Losing the war in Afghanistan (TLAXCALA)

By Rizwan Asghar: 

A series of events over the past few months have further reinforced the view that the war in Afghanistan has taken an unwelcome course and Obama’s Afghan strategy is in tatters. In a show of desperation, General Petraeus appears to have adopted the “counter-Afghan strategy” after the complete failure of his so-called counter-insurgency strategy.

anti raid demonstration

A recent ITV documentary shows US troops in Afghanistan forcing Afghan people from their homes and then destroying them, simply to provide access for vehicles or lines of sight. Inside reports also suggest that US troops in Afghanistan are so frustrated that children are being picked up one by one and killed ruthlessly.

On March 1, nine Afghan children were killed by Nato helicopters while they were gathering firewood which was no ‘heat of the battle blunder’. A few days earlier, on February 17, Nato ground and air strikes had killed 64 civilians including 29 children in the Kunar province. The situation has worsened to the extent that President Karzai has openly turned against the Americans because of the latter’s total disregard for the Afghan people’s dignity.

successful raid

Excessive reliance on aerial bombardments by Nato forces while the Taliban continue to use ordinary people as human shields have resulted in civilian deaths and subsequent rage among the Afghans.

Nowadays analysts hired by the CIA are writing in various international newspapers that the US surge is turning the tide against anti-occupation fighters in Afghanistan. At a Senate Armed Services Committee hearing, General Petraeus has claimed that “the momentum achieved by the Taliban since 2005 has been arrested in much of the country and reversed in a number of important areas.” But in reality any gains secured so far are very fragile and problems continue to mount for the imperialist forces. More than 200 Nato troops have been killed in the first five months of 2011.
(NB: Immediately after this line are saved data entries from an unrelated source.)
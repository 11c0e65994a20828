//! Shared icon cache with reload-driven invalidation.
//!
//! One cache per menu type, shared by every open session: rendered elements
//! are viewer-independent, so the first population pass to encounter a
//! category pays the construction cost and later passes (any viewer) reuse the
//! element. The action half of a cached item is stale by definition and the
//! consumer must rebind it before placement.
//!
//! There is no TTL and no size bound — the category count is bounded by
//! configuration, and the only invalidation path is [`IconCache::clear`] on
//! menu reload.

use std::collections::HashMap;
use std::sync::atomic::{AtomicBool, Ordering};

use parking_lot::Mutex;

use crate::category::Category;
use crate::element::MenuItem;

/// Category id → cached menu item. Keys are the case-insensitive identity of
/// the category, so at most one entry exists per category at any time.
pub struct IconCache {
    entries: Mutex<HashMap<String, MenuItem>>,
    enabled: AtomicBool,
}

impl IconCache {
    pub fn new() -> Self {
        Self {
            entries: Mutex::new(HashMap::new()),
            enabled: AtomicBool::new(true),
        }
    }

    /// Toggle caching. While disabled, `get` always reports absent and `put`
    /// is a no-op, forcing fresh construction on every pass. Existing entries
    /// are kept and become visible again when re-enabled.
    pub fn set_enabled(&self, enabled: bool) {
        self.enabled.store(enabled, Ordering::Release);
    }

    pub fn is_enabled(&self) -> bool {
        self.enabled.load(Ordering::Acquire)
    }

    pub fn get(&self, category: &Category) -> Option<MenuItem> {
        if !self.is_enabled() {
            return None;
        }
        self.entries.lock().get(&category.key()).cloned()
    }

    pub fn put(&self, category: &Category, item: MenuItem) {
        if !self.is_enabled() {
            return;
        }
        self.entries.lock().insert(category.key(), item);
    }

    /// Drop every entry. Called when the menu configuration is reloaded.
    pub fn clear(&self) {
        self.entries.lock().clear();
    }

    pub fn len(&self) -> usize {
        self.entries.lock().len()
    }

    pub fn is_empty(&self) -> bool {
        self.len() == 0
    }
}

impl Default for IconCache {
    fn default() -> Self {
        Self::new()
    }
}

#[cfg(test)]
mod tests {
    use super::*;
    use crate::element::{DisplayElement, MenuAction};
    use pretty_assertions::assert_eq;

    fn item(name: &str) -> MenuItem {
        MenuItem::new(DisplayElement::new("name_tag", name), MenuAction::OpenAllTags)
    }

    #[test]
    fn test_put_then_get_returns_item() {
        let cache = IconCache::new();
        let cat = Category::new("animals", "Animals");

        cache.put(&cat, item("Animals"));
        assert_eq!(cache.get(&cat), Some(item("Animals")));
    }

    #[test]
    fn test_clear_empties_cache() {
        let cache = IconCache::new();
        let cat = Category::new("animals", "Animals");

        cache.put(&cat, item("Animals"));
        cache.clear();
        assert_eq!(cache.get(&cat), None);
        assert!(cache.is_empty());
    }

    #[test]
    fn test_identity_is_case_insensitive() {
        let cache = IconCache::new();
        cache.put(&Category::new("VIP", "VIP"), item("first"));
        cache.put(&Category::new("vip", "vip"), item("second"));

        assert_eq!(cache.len(), 1);
        assert_eq!(cache.get(&Category::new("Vip", "Vip")), Some(item("second")));
    }

    #[test]
    fn test_disabled_cache_reports_absent() {
        let cache = IconCache::new();
        let cat = Category::new("animals", "Animals");

        cache.set_enabled(false);
        cache.put(&cat, item("Animals"));
        assert_eq!(cache.get(&cat), None);
        assert!(cache.is_empty(), "put must be a no-op while disabled");
    }

    #[test]
    fn test_reenabling_restores_existing_entries() {
        let cache = IconCache::new();
        let cat = Category::new("animals", "Animals");

        cache.put(&cat, item("Animals"));
        cache.set_enabled(false);
        assert_eq!(cache.get(&cat), None);

        cache.set_enabled(true);
        assert_eq!(cache.get(&cat), Some(item("Animals")));
    }
}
The Taliban in the south have shown resilience and exercise considerable influence over the bulk of the population, particularly outside urban areas. There has been no apparent diminution in their capacity to fight. In the coming days, the scale of insurgent activity is likely to rise again while the security situation across Afghanistan is fast deteriorating. Attempts to sign up ex-Taliban fighters to a peace and reconciliation programme have resulted in a very small number of recruits coming over to the side of foreign troops.

Special Forces operations, responsible for assassinations and night-time raids on homes, are a cause of alienation among Afghans. Yama Torabi of Integrity Watch has lately stated, “Villagers don’t forgive the US army for killing their sons just because it has built a road or a bridge”.

According to a recent poll, over 90 percent of the population wants the Nato countries to begin withdrawing their forces as soon as possible. Attacks by the anti-occupation forces have increased by 66 percent since last year and anti-occupation fighters have opened new fronts in the north and west of the country.

Although President Obama promised to begin repatriating US troops this July, it is already being said by some US officials that there will be no significant withdrawal. The Pentagon’s proposal is to keep 98,000 US troops on Afghan soil along with 50,000 from other countries for the next year.

The pretext that Nato troops are training local forces to take over the security of the country is quite ridiculous. A report by the US Special Inspector-General for Afghan Reconstruction found that around 27,000 Afghan soldiers – a third of the total – were not present on duty at any given time. This policy has failed in Vietnam and Iraq and is doomed to fail in Afghanistan.

It is said that every time history repeats itself, the price goes up. The case of US madness in Afghanistan is no exception and failure in this war is inevitable.